EU gives Turkey $368M for refugees as part of deal
A Turkish flag flutters at the refugee camp for Syrian refugees in Islahiye, Gaziantep province, southeastern Turkey, March 16, 2016. (AP File Photo)


The European Union will distribute 325 million euros ($368 million) to refugees in Turkey in a funding scheme as part of a deal, the bloc said Thursday.

The EU approved a plan in June to provide Turkey with 3 billion euros from 2021 to 2024 to help it host millions of refugees from Syria.

The 325 million euros will be loaded onto the debit cards of refugees, helping more than 1.5 million to cover their most essential needs, such as food, rent, transport and medicine.

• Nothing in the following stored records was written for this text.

//! 4-level page table backend.
//!
//! The boot code identity-maps the first GiB with 2 MiB pages. Every user
//! space gets a private top-level table copied from the kernel's, with a
//! private copy of the first-GiB chain in which the 4-8 MiB user image
//! window is cleared. User pages therefore never share a table with kernel
//! mappings, and physical frames are reachable at their own address.

use alloc::boxed::Box;
use alloc::collections::BTreeMap;
use alloc::vec::Vec;
use core::ops::Range;
use core::sync::atomic::{AtomicU64, Ordering};

use x86_64::registers::control::{Cr3, Cr3Flags};
use x86_64::structures::paging::{
    FrameAllocator, Mapper, OffsetPageTable, Page, PageTable, PageTableFlags, PhysFrame, Size4KiB,
};
use x86_64::VirtAddr;

use super::frame_allocator::FRAME_ALLOCATOR;
use super::{is_user_range, page_align_down, AddressSpace, PageFlags, VmProvider, PAGE_SIZE};
use crate::error::{KResult, KernelError};

/// 2 MiB slots of the first-GiB P2 table handed to user images.
const USER_WINDOW_P2: Range<usize> = 2..4;

/// Software copy-on-write marker in the hardware entry.
const COW_BIT: PageTableFlags = PageTableFlags::BIT_9;

const TABLE_FLAGS: PageTableFlags = PageTableFlags::from_bits_truncate(
    PageTableFlags::PRESENT.bits()
        | PageTableFlags::WRITABLE.bits()
        | PageTableFlags::USER_ACCESSIBLE.bits(),
);

static KERNEL_P4: AtomicU64 = AtomicU64::new(0);

/// Remembers the boot page table as the template for user spaces.
pub fn init() {
    let (frame, _) = Cr3::read();
    KERNEL_P4.store(frame.start_address().as_u64(), Ordering::SeqCst);
    crate::log_info!("paging: kernel P4 at {:#x}", frame.start_address().as_u64());
}

fn hardware_flags(flags: PageFlags) -> PageTableFlags {
    let mut hw = PageTableFlags::PRESENT;
    if flags.contains(PageFlags::USER) {
        hw |= PageTableFlags::USER_ACCESSIBLE;
    }
    if flags.contains(PageFlags::WRITE) {
        hw |= PageTableFlags::WRITABLE;
    }
    if flags.contains(PageFlags::COW) {
        hw |= COW_BIT;
    }
    hw
}

unsafe fn table_at(addr: u64) -> &'static mut PageTable {
    &mut *(addr as *mut PageTable)
}

/// # Safety
/// `p4` must be a live top-level table owned by the caller.
unsafe fn mapper(p4: PhysFrame) -> OffsetPageTable<'static> {
    OffsetPageTable::new(table_at(p4.start_address().as_u64()), VirtAddr::new(0))
}

fn page(vaddr: u64) -> Page<Size4KiB> {
    Page::containing_address(VirtAddr::new(vaddr))
}

/// Hands the mapper fresh table frames and keeps them for the space.
struct TableFrames<'a> {
    owned: &'a mut Vec<PhysFrame>,
}

unsafe impl FrameAllocator<Size4KiB> for TableFrames<'_> {
    fn allocate_frame(&mut self) -> Option<PhysFrame> {
        let frame = FRAME_ALLOCATOR.lock().allocate()?;
        self.owned.push(frame);
        Some(frame)
    }
}

pub struct PagingVm;

impl VmProvider for PagingVm {
    fn create_address_space(&self) -> KResult<Box<dyn AddressSpace>> {
        Ok(Box::new(X86AddressSpace::new()?))
    }
}

struct Mapping {
    frame: PhysFrame,
    flags: PageFlags,
}

pub struct X86AddressSpace {
    p4: PhysFrame,
    /// Table frames owned by this space, the private P4/P3/P2 included.
    tables: Vec<PhysFrame>,
    pages: BTreeMap<u64, Mapping>,
}

impl X86AddressSpace {
    pub fn new() -> KResult<X86AddressSpace> {
        let mut tables = Vec::with_capacity(8);
        {
            let mut frames = FRAME_ALLOCATOR.lock();
            for _ in 0..3 {
                match frames.allocate() {
                    Some(frame) => tables.push(frame),
                    None => {
                        for frame in tables.drain(..) {
                            frames.release(frame);
                        }
                        return Err(KernelError::OutOfResources);
                    }
                }
            }
        }
        let (p4, p3, p2) = (tables[0], tables[1], tables[2]);

        unsafe {
            let kernel_p4 = table_at(KERNEL_P4.load(Ordering::SeqCst));
            let kernel_p3 = table_at(kernel_p4[0].addr().as_u64());
            let kernel_p2 = table_at(kernel_p3[0].addr().as_u64());
            let new_p4 = table_at(p4.start_address().as_u64());
            let new_p3 = table_at(p3.start_address().as_u64());
            let new_p2 = table_at(p2.start_address().as_u64());

            for (dst, src) in new_p4.iter_mut().zip(kernel_p4.iter()) {
                *dst = src.clone();
            }
            for (dst, src) in new_p3.iter_mut().zip(kernel_p3.iter()) {
                *dst = src.clone();
            }
            for (dst, src) in new_p2.iter_mut().zip(kernel_p2.iter()) {
                *dst = src.clone();
            }
            for index in USER_WINDOW_P2 {
                new_p2[index].set_unused();
            }
            // The kernel's 2 MiB pages keep USER clear, so opening the upper
            // levels exposes only what is mapped into the window.
            new_p3[0].set_addr(p2.start_address(), kernel_p3[0].flags() | TABLE_FLAGS);
            new_p4[0].set_addr(p3.start_address(), kernel_p4[0].flags() | TABLE_FLAGS);
        }

        Ok(X86AddressSpace { p4, tables, pages: BTreeMap::new() })
    }

    /// Maps an existing frame, adding an owner to it.
    fn map_frame(&mut self, vaddr: u64, frame: PhysFrame, flags: PageFlags) -> KResult<()> {
        FRAME_ALLOCATOR.lock().share(frame);
        let mut tables = TableFrames { owned: &mut self.tables };
        let mapped = unsafe {
            mapper(self.p4).map_to_with_table_flags(
                page(vaddr),
                frame,
                hardware_flags(flags),
                TABLE_FLAGS,
                &mut tables,
            )
        };
        match mapped {
            Ok(flush) => flush.flush(),
            Err(_) => {
                FRAME_ALLOCATOR.lock().release(frame);
                return Err(KernelError::OutOfResources);
            }
        }
        self.pages.insert(vaddr, Mapping { frame, flags });
        Ok(())
    }

    fn is_active(&self) -> bool {
        Cr3::read().0 == self.p4
    }
}

impl AddressSpace for X86AddressSpace {
    fn map_page(&mut self, vaddr: u64, flags: PageFlags, contents: &[u8]) -> KResult<()> {
        if vaddr % PAGE_SIZE as u64 != 0 || contents.len() > PAGE_SIZE {
            return Err(KernelError::InvalidArgument);
        }
        if !is_user_range(vaddr, PAGE_SIZE) || self.pages.contains_key(&vaddr) {
            return Err(KernelError::InvalidArgument);
        }
        let frame = FRAME_ALLOCATOR.lock().allocate().ok_or(KernelError::OutOfResources)?;
        unsafe {
            let dst = frame.start_address().as_u64() as *mut u8;
            core::ptr::copy_nonoverlapping(contents.as_ptr(), dst, contents.len());
        }
        let result = self.map_frame(vaddr, frame, flags);
        // map_frame took its own reference.
        FRAME_ALLOCATOR.lock().release(frame);
        result
    }

    fn unmap_page(&mut self, vaddr: u64) -> KResult<()> {
        let vaddr = page_align_down(vaddr);
        let mapping = self.pages.remove(&vaddr).ok_or(KernelError::NotFound)?;
        if let Ok((_, flush)) = unsafe { mapper(self.p4) }.unmap(page(vaddr)) {
            flush.flush();
        }
        FRAME_ALLOCATOR.lock().release(mapping.frame);
        Ok(())
    }

    fn query(&self, vaddr: u64) -> Option<PageFlags> {
        self.pages.get(&page_align_down(vaddr)).map(|m| m.flags)
    }

    fn page_count(&self) -> usize {
        self.pages.len()
    }

    fn backing(&self, vaddr: u64) -> Option<u64> {
        self.pages.get(&page_align_down(vaddr)).map(|m| m.frame.start_address().as_u64())
    }

    fn fork_cow(&mut self) -> KResult<Box<dyn AddressSpace>> {
        let mut child = X86AddressSpace::new()?;
        let p4 = self.p4;
        for (&vaddr, mapping) in self.pages.iter_mut() {
            if mapping.flags.contains(PageFlags::WRITE) {
                mapping.flags.remove(PageFlags::WRITE);
                mapping.flags.insert(PageFlags::COW);
                let updated = unsafe { mapper(p4).update_flags(page(vaddr), hardware_flags(mapping.flags)) };
                updated.map_err(|_| KernelError::Fault)?.flush();
            }
            child.map_frame(vaddr, mapping.frame, mapping.flags)?;
        }
        Ok(Box::new(child))
    }

    fn resolve_write_fault(&mut self, vaddr: u64) -> KResult<()> {
        let vaddr = page_align_down(vaddr);
        let p4 = self.p4;
        let mapping = self.pages.get_mut(&vaddr).ok_or(KernelError::Fault)?;
        if !mapping.flags.contains(PageFlags::COW) {
            return Err(KernelError::Fault);
        }
        let mut flags = mapping.flags;
        flags.remove(PageFlags::COW);
        flags.insert(PageFlags::WRITE);

        let mut frames = FRAME_ALLOCATOR.lock();
        if frames.owners(mapping.frame) > 1 {
            let copy = frames.allocate().ok_or(KernelError::OutOfResources)?;
            unsafe {
                core::ptr::copy_nonoverlapping(
                    mapping.frame.start_address().as_u64() as *const u8,
                    copy.start_address().as_u64() as *mut u8,
                    PAGE_SIZE,
                );
            }
            frames.release(mapping.frame);
            drop(frames);
            let mut mapper = unsafe { mapper(p4) };
            if let Ok((_, flush)) = mapper.unmap(page(vaddr)) {
                flush.flush();
            }
            // The leaf table already exists, so no table frame is needed.
            let mut tables = TableFrames { owned: &mut self.tables };
            let mapped = unsafe {
                mapper.map_to_with_table_flags(page(vaddr), copy, hardware_flags(flags), TABLE_FLAGS, &mut tables)
            };
            mapped.map_err(|_| KernelError::OutOfResources)?.flush();
            mapping.frame = copy;
        } else {
            drop(frames);
            let updated = unsafe { mapper(p4).update_flags(page(vaddr), hardware_flags(flags)) };
            updated.map_err(|_| KernelError::Fault)?.flush();
        }
        mapping.flags = flags;
        Ok(())
    }

    fn read_bytes(&self, vaddr: u64, dst: &mut [u8]) -> KResult<()> {
        let mut done = 0;
        while done < dst.len() {
            let addr = vaddr + done as u64;
            let offset = (addr % PAGE_SIZE as u64) as usize;
            let n = (PAGE_SIZE - offset).min(dst.len() - done);
            let mapping = self.pages.get(&page_align_down(addr)).ok_or(KernelError::Fault)?;
            let src = mapping.frame.start_address().as_u64() + offset as u64;
            unsafe { core::ptr::copy_nonoverlapping(src as *const u8, dst[done..].as_mut_ptr(), n) };
            done += n;
        }
        Ok(())
    }

    fn write_bytes(&mut self, vaddr: u64, src: &[u8]) -> KResult<()> {
        let mut done = 0;
        while done < src.len() {
            let addr = vaddr + done as u64;
            let offset = (addr % PAGE_SIZE as u64) as usize;
            let n = (PAGE_SIZE - offset).min(src.len() - done);
            let mapping = self.pages.get(&page_align_down(addr)).ok_or(KernelError::Fault)?;
            if !mapping.flags.contains(PageFlags::WRITE) {
                return Err(KernelError::Fault);
            }
            let dst = mapping.frame.start_address().as_u64() + offset as u64;
            unsafe { core::ptr::copy_nonoverlapping(src[done..].as_ptr(), dst as *mut u8, n) };
            done += n;
        }
        Ok(())
    }

    fn activate(&self) {
        if !self.is_active() {
            unsafe { Cr3::write(self.p4, Cr3Flags::empty()) };
        }
    }
}

impl Drop for X86AddressSpace {
    fn drop(&mut self) {
        // Never free the tables the CPU is walking.
        if self.is_active() {
            let kernel = PhysFrame::containing_address(x86_64::PhysAddr::new(KERNEL_P4.load(Ordering::SeqCst)));
            unsafe { Cr3::write(kernel, Cr3Flags::empty()) };
        }
        let mut frames = FRAME_ALLOCATOR.lock();
        for mapping in core::mem::take(&mut self.pages).into_values() {
            frames.release(mapping.frame);
        }
        for table in self.tables.drain(..) {
            frames.release(table);
        }
    }
}
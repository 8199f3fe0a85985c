//! Virtual memory contract used by the loader and the syscall layer.
//!
//! A process owns one [`AddressSpace`]. Everything above this module sees
//! page-granular mappings only; the backend decides where frames come from
//! (heap pages in [`soft`], physical frames and 4-level tables on x86_64).

pub mod soft;

#[cfg(all(target_arch = "x86_64", not(test)))]
pub mod frame_allocator;
#[cfg(all(target_arch = "x86_64", not(test)))]
pub mod heap;
#[cfg(all(target_arch = "x86_64", not(test)))]
pub mod paging;

use alloc::boxed::Box;
use bitflags::bitflags;

use crate::error::{KResult, KernelError};

pub const PAGE_SIZE: usize = 4096;

/// Base of the user image window. Code lands here, data and bss follow.
pub const USER_CODE_BASE: u64 = 0x0040_0000;
/// Stacks grow down from here.
pub const USER_STACK_TOP: u64 = 0x0000_7FFF_FFFF_F000;

/// First user-accessible address; page zero stays unmapped to catch null.
pub const USER_SPACE_START: u64 = 0x1000;
/// End of the lower canonical half.
pub const USER_SPACE_END: u64 = 0x0000_8000_0000_0000;

bitflags! {
    /// Protection of one mapped page.
    #[derive(Debug, Clone, Copy, PartialEq, Eq, Hash)]
    pub struct PageFlags: u32 {
        const READ  = 1 << 0;
        const WRITE = 1 << 1;
        const EXEC  = 1 << 2;
        const USER  = 1 << 3;
        /// Writable in principle but sharing its frame; WRITE is withheld
        /// until the first write duplicates or reclaims the frame.
        const COW   = 1 << 4;
    }
}

impl PageFlags {
    pub const USER_CODE: PageFlags = PageFlags::READ.union(PageFlags::EXEC).union(PageFlags::USER);
    pub const USER_DATA: PageFlags = PageFlags::READ.union(PageFlags::WRITE).union(PageFlags::USER);
    pub const USER_RODATA: PageFlags = PageFlags::READ.union(PageFlags::USER);

    /// Whether a kernel copy on behalf of user space may touch this page.
    pub fn permits(self, access: Access) -> bool {
        if !self.contains(PageFlags::USER) {
            return false;
        }
        match access {
            Access::Read => self.contains(PageFlags::READ),
            Access::Write => self.intersects(PageFlags::WRITE | PageFlags::COW),
        }
    }
}

#[derive(Debug, Clone, Copy, PartialEq, Eq)]
pub enum Access {
    Read,
    Write,
}

pub const fn page_align_down(addr: u64) -> u64 {
    addr & !(PAGE_SIZE as u64 - 1)
}

pub const fn page_align_up(addr: u64) -> u64 {
    (addr + PAGE_SIZE as u64 - 1) & !(PAGE_SIZE as u64 - 1)
}

pub const fn pages_for(bytes: usize) -> usize {
    bytes.div_ceil(PAGE_SIZE)
}

/// `[ptr, ptr + len)` lies entirely in the user half and does not wrap.
pub fn is_user_range(ptr: u64, len: usize) -> bool {
    match ptr.checked_add(len as u64) {
        Some(end) => ptr >= USER_SPACE_START && end <= USER_SPACE_END,
        None => false,
    }
}

/// Page-granular mapping contract of one user address space.
///
/// `read_bytes`/`write_bytes` are raw accessors that only require the
/// pages to be mapped; the provided `copy_*_user` methods add the user
/// permission checks and copy-on-write breaking the syscalls rely on.
pub trait AddressSpace: Send {
    /// Maps a fresh zeroed frame at `vaddr` (page aligned) and fills it
    /// with `contents` (at most one page). Fails if already mapped.
    fn map_page(&mut self, vaddr: u64, flags: PageFlags, contents: &[u8]) -> KResult<()>;

    fn unmap_page(&mut self, vaddr: u64) -> KResult<()>;

    /// Flags of the page containing `vaddr`, if mapped.
    fn query(&self, vaddr: u64) -> Option<PageFlags>;

    fn page_count(&self) -> usize;

    /// Identity of the frame backing `vaddr`. Two spaces report the same
    /// value exactly when they share storage.
    fn backing(&self, vaddr: u64) -> Option<u64>;

    /// Child space sharing every frame with `self`. Writable pages become
    /// copy-on-write on both sides.
    fn fork_cow(&mut self) -> KResult<Box<dyn AddressSpace>>;

    /// Gives the page containing `vaddr` back its write permission,
    /// duplicating the frame first if another space still shares it.
    fn resolve_write_fault(&mut self, vaddr: u64) -> KResult<()>;

    fn read_bytes(&self, vaddr: u64, dst: &mut [u8]) -> KResult<()>;

    fn write_bytes(&mut self, vaddr: u64, src: &[u8]) -> KResult<()>;

    /// Makes this the translation used by the CPU.
    fn activate(&self);

    fn validate_user_pointer(&self, ptr: u64, len: usize, access: Access) -> bool {
        if !is_user_range(ptr, len) {
            return false;
        }
        let end = ptr + len as u64;
        let mut page = page_align_down(ptr);
        while page < end {
            match self.query(page) {
                Some(flags) if flags.permits(access) => {}
                _ => return false,
            }
            page += PAGE_SIZE as u64;
        }
        true
    }

    fn copy_from_user(&self, dst: &mut [u8], src: u64) -> KResult<()> {
        if !self.validate_user_pointer(src, dst.len(), Access::Read) {
            return Err(KernelError::Fault);
        }
        self.read_bytes(src, dst)
    }

    fn copy_to_user(&mut self, dst: u64, src: &[u8]) -> KResult<()> {
        if !self.validate_user_pointer(dst, src.len(), Access::Write) {
            return Err(KernelError::Fault);
        }
        let end = dst + src.len() as u64;
        let mut page = page_align_down(dst);
        while page < end {
            if self.query(page).is_some_and(|f| f.contains(PageFlags::COW)) {
                self.resolve_write_fault(page)?;
            }
            page += PAGE_SIZE as u64;
        }
        self.write_bytes(dst, src)
    }
}

/// Creates empty user address spaces.
pub trait VmProvider {
    fn create_address_space(&self) -> KResult<Box<dyn AddressSpace>>;
}

/// Reads a NUL-terminated string of at most `max` bytes (terminator
/// excluded) from user memory, one page-bounded chunk at a time.
pub fn copy_c_string_from_user(
    space: &dyn AddressSpace,
    ptr: u64,
    max: usize,
) -> KResult<alloc::string::String> {
    let mut bytes = alloc::vec::Vec::new();
    let mut cursor = ptr;
    loop {
        let page_left = PAGE_SIZE - (cursor as usize & (PAGE_SIZE - 1));
        let want = page_left.min(max + 1 - bytes.len());
        let mut chunk = [0u8; 256];
        let want = want.min(chunk.len());
        space.copy_from_user(&mut chunk[..want], cursor)?;
        if let Some(nul) = chunk[..want].iter().position(|&b| b == 0) {
            bytes.extend_from_slice(&chunk[..nul]);
            break;
        }
        bytes.extend_from_slice(&chunk[..want]);
        if bytes.len() > max {
            return Err(KernelError::InvalidArgument);
        }
        cursor += want as u64;
    }
    alloc::string::String::from_utf8(bytes).map_err(|_| KernelError::InvalidArgument)
}

/// Reads a NULL-terminated array of user pointers (at most `max` entries).
pub fn copy_pointer_array_from_user(
    space: &dyn AddressSpace,
    ptr: u64,
    max: usize,
) -> KResult<alloc::vec::Vec<u64>> {
    let mut out = alloc::vec::Vec::new();
    let mut cursor = ptr;
    loop {
        let mut raw = [0u8; 8];
        space.copy_from_user(&mut raw, cursor)?;
        let value = u64::from_le_bytes(raw);
        if value == 0 {
            return Ok(out);
        }
        if out.len() == max {
            return Err(KernelError::InvalidArgument);
        }
        out.push(value);
        cursor = cursor.checked_add(8).ok_or(KernelError::Fault)?;
    }
}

"This support is a critical lifeline for thousands of families, many of whom have been especially hard hit by the coronavirus pandemic," Janez Lenarcic, EU commissioner for crisis management, told a news conference in Ankara.

"This cash assistance enables them to decide for themselves what they need most urgently while contributing to the Turkish economy."

A new study carried out by the Turkish Red Crescent (Kızılay) and the International Federation of Red Cross and Red Crescent Societies has revealed that debt levels among refugees in Turkey have more than doubled since the COVID-19 pandemic, with just under half of those surveyed not having acceptable food intake levels.

The debit card practice, in force since 2016 and aligned with the existing Turkish safety net, currently supports around one-third of the vulnerable refugee population in the country.

In March 2016, the EU and Turkey reached an agreement to stop irregular migration through the Aegean Sea and improve the conditions of more than 3 million Syrian refugees in Turkey.

The deal has been successful in stemming the flow of migrants and refugees, but the EU’s reluctance to take in refugees from Turkey, and bureaucratic hurdles in transferring promised funds for refugees, have led to sharp criticism from Turkish politicians.

Ankara criticized the EU for failing to fulfill its pledge to provide funding for migrants and refugees in Turkey as part of the pact while allocating billions of euros to Greece.

Five years on, the pact is failing as Turkey struggles with increased numbers of migrants, while the EU is more divided than ever over its asylum policy.

Turkey currently hosts 6 million migrants, with nearly 4 million from Syria, its migration authority says. That's 2 million more than in 2016 and a heavy burden on a country that only had 60,000 asylum-seekers in 2011 before Syria's civil war broke out.